Prior to each focus group, patient participants completed a brief questionnaire about their demographic characteristics, comorbidities, and smartphone usage. The moderator then used a semistructured guide to elicit participants’ perceptions of a smartphone app designed to: (1) use real-time smartphone location data to identify potential ED visits and inpatient stays at Chicago-area hospitals; (2) send automated push notification s (ie, alerts) to users’ phones, asking them whether they were a patient in the hospital, such as the messages presented in Figure 1 (image on the left presented at English focus group; image on the right presented at Spanish focus group); and (3) send automated messages to Erie primary care teams to notify them about patients’ confirmed hospital visits.

The moderator asked participants about their willingness to respond to push notifications from the app.

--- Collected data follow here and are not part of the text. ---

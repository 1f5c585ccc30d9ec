//! Deterministic domain record builders.
//!
//! Builders take explicit ids and indices instead of drawing randomness,
//! so generated fixtures are stable across runs.

use chrono::{DateTime, TimeZone, Utc};
use labstore_market::model::{
    Complaint, ComplaintPriority, ComplaintStatus, Identity, Offer, Order, OrderLocation,
    OrderStatus, PatientAccount, Test, User, UserRole,
};

/// A fixed reference time for generated records.
#[must_use]
pub fn fixed_time() -> DateTime<Utc> {
    Utc.with_ymd_and_hms(2024, 6, 1, 10, 0, 0).unwrap()
}

/// Builds a catalog test with index-derived fields.
#[must_use]
pub fn make_test(index: usize) -> Test {
    Test {
        id: format!("test_{index:03}"),
        name: format!("Analyse {index}"),
        description: format!("Analyse générée numéro {index}"),
        category: (if index % 2 == 0 { "Biochimie" } else { "Hématologie" }).into(),
        price: 50.0 + index as f64 * 10.0,
        duration: "24h".into(),
        preparation: None,
        image_url: None,
        requires_prescription: None,
    }
}

/// Builds a patient account with index-derived fields.
#[must_use]
pub fn make_patient(index: usize) -> User {
    User::Patient(PatientAccount {
        identity: Identity {
            id: format!("patient_{index:03}"),
            email: format!("patient{index}@example.com"),
            name: format!("Patient {index}"),
            phone: None,
            address: None,
            created_at: fixed_time(),
        },
        date_of_birth: None,
        gender: None,
        blood_type: None,
        allergies: None,
        medical_history: None,
    })
}

/// Builds a pending order for the given patient.
#[must_use]
pub fn make_order(index: usize, patient_id: &str) -> Order {
    Order {
        id: format!("ord_{index:03}"),
        patient_id: patient_id.into(),
        patient_name: format!("Patient {patient_id}"),
        tests: vec![make_test(index)],
        pack: None,
        status: OrderStatus::Pending,
        location: OrderLocation::Home,
        address: Some("1 Rue Exemple".into()),
        scheduled_date: None,
        scheduled_time: None,
        assigned_laboratory: None,
        assigned_nurse: None,
        price: make_test(index).price,
        paid: false,
        created_at: fixed_time(),
        results_url: None,
        prescription_url: None,
        confirmed_by_lab: None,
        confirmed_at: None,
    }
}

/// Builds an offer for the given laboratory.
#[must_use]
pub fn make_offer(index: usize, lab_id: &str) -> Offer {
    Offer {
        id: format!("off_{index:03}"),
        lab_id: lab_id.into(),
        title: format!("Offre {index}"),
        description: "Offre générée".into(),
        price: 100.0 + index as f64 * 5.0,
        image_url: None,
        active: true,
        requires_admin_approval: None,
        approved: None,
        created_at: fixed_time(),
    }
}

/// Builds an open complaint from the given reporter.
#[must_use]
pub fn make_complaint(index: usize, user_id: &str) -> Complaint {
    Complaint {
        id: format!("comp_{index:03}"),
        user_id: user_id.into(),
        user_name: format!("Reporter {user_id}"),
        user_role: UserRole::Patient,
        order_id: None,
        subject: format!("Réclamation {index}"),
        description: "Réclamation générée".into(),
        status: ComplaintStatus::Open,
        priority: ComplaintPriority::Medium,
        assigned_agent_id: None,
        assigned_agent_name: None,
        created_at: fixed_time(),
        updated_at: fixed_time(),
        messages: vec![],
        internal_notes: vec![],
        compensation: None,
    }
}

Participants were also asked about their preferred wording and frequency of alerts, their perceptions of “false alarms” (ie, push notifications sent at times when they were not receiving emergency or inpatient care), as well as potential privacy concerns and desirable/undesirable app features.

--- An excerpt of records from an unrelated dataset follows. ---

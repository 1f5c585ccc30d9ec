//! Help-center FAQ entries.

use chrono::{DateTime, Utc};
use labstore_core::Record;
use serde::{Deserialize, Serialize};

/// One question/answer pair in the help center.
#[derive(Debug, Clone, PartialEq, Serialize, Deserialize)]
#[serde(rename_all = "camelCase")]
pub struct FaqEntry {
    /// Stable unique identifier.
    pub id: String,
    /// The question, as shown to users.
    pub question: String,
    /// The answer.
    pub answer: String,
    /// Search tags.
    pub tags: Vec<String>,
    /// Last edit time.
    pub updated_at: DateTime<Utc>,
}

impl FaqEntry {
    /// Returns whether the entry matches a search term.
    ///
    /// Case-insensitive over question, answer, and tags. An empty or
    /// whitespace-only term matches everything.
    #[must_use]
    pub fn matches(&self, term: &str) -> bool {
        let term = term.trim().to_lowercase();
        if term.is_empty() {
            return true;
        }

        self.question.to_lowercase().contains(&term)
            || self.answer.to_lowercase().contains(&term)
            || self.tags.iter().any(|t| t.to_lowercase().contains(&term))
    }
}

impl Record for FaqEntry {
    fn id(&self) -> &str {
        &self.id
    }
}

#[cfg(test)]
mod tests {
    use super::*;
    use chrono::TimeZone;

    fn entry() -> FaqEntry {
        FaqEntry {
            id: "faq_1".into(),
            question: "Comment réserver un prélèvement à domicile ?".into(),
            answer: "Depuis le catalogue, ajoutez vos analyses au panier.".into(),
            tags: vec!["commande".into(), "prélèvement".into()],
            updated_at: Utc.with_ymd_and_hms(2024, 2, 1, 12, 0, 0).unwrap(),
        }
    }

    #[test]
    fn matches_question_case_insensitive() {
        assert!(entry().matches("RÉSERVER"));
        assert!(entry().matches("panier"));
    }

    #[test]
    fn matches_tags() {
        assert!(entry().matches("commande"));
        assert!(!entry().matches("paiement"));
    }

    #[test]
    fn blank_term_matches_everything() {
        assert!(entry().matches(""));
        assert!(entry().matches("   "));
    }
}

Clinicians and care managers were asked about the timing and modality (eg, secure message, telephone call) of automated messages they would like to receive from the app, data points to include in messages, and how to integrate messages into existing clinical workflows. Patient-facing study documents were drafted in English and translated into Spanish by a certified translation service. Clinician and care manager interviews were conducted in English. All focus groups and interviews were audio recorded and transcribed.

Analysis

Patient focus group transcripts were analyzed by two members of the research team (DTL and JW analyzed English transcripts; ES and KN analyzed Spanish transcripts) in multiple rounds to organize the content into emergent themes [21,22], where we derived basic concepts (themes) from the data and compared them with other data to facilitate meaningful categorizations [23,24]. After an initial round of analysis by each coder, coders met to generate a list of common thematic categories across focus groups. In the second round of analyses, each coder assigned theme-based codes to the qualitative results, and discrepancies between coders were addressed based on further discussion and consensus within each coding dyad. See Multimedia Appendix 1 for a complete list of themes and codes. Coders then reviewed the transcripts together and selected quotes that exemplified major themes. Clinician and care manager responses to interview questions were reviewed and summarized by two members of the research team (DTL and JW).


Patient Focus Groups

The four patient focus groups took place in November and December 2015, with 16 patients participating. Baseline characteristics are shown in Table 1. Most participants were aged either 30-49 or 50-64 years, the majority were female, and half were Latino/Hispanic. As might be expected of patients under active care management, there were high rates of self-reported chronic illness, with seven (7/16, 44%) reporting diabetes, four (4/16, 25%) reporting asthma, and eight (8/16, 50%) reporting hypertension. Nine of 16 participants (56%) reported owning smartphones with the Android operating system, and only one reported owning a smartphone with the iOS operating system. One participant had a Windows phone, and five (5/16, 31%) reported other/missing operating system.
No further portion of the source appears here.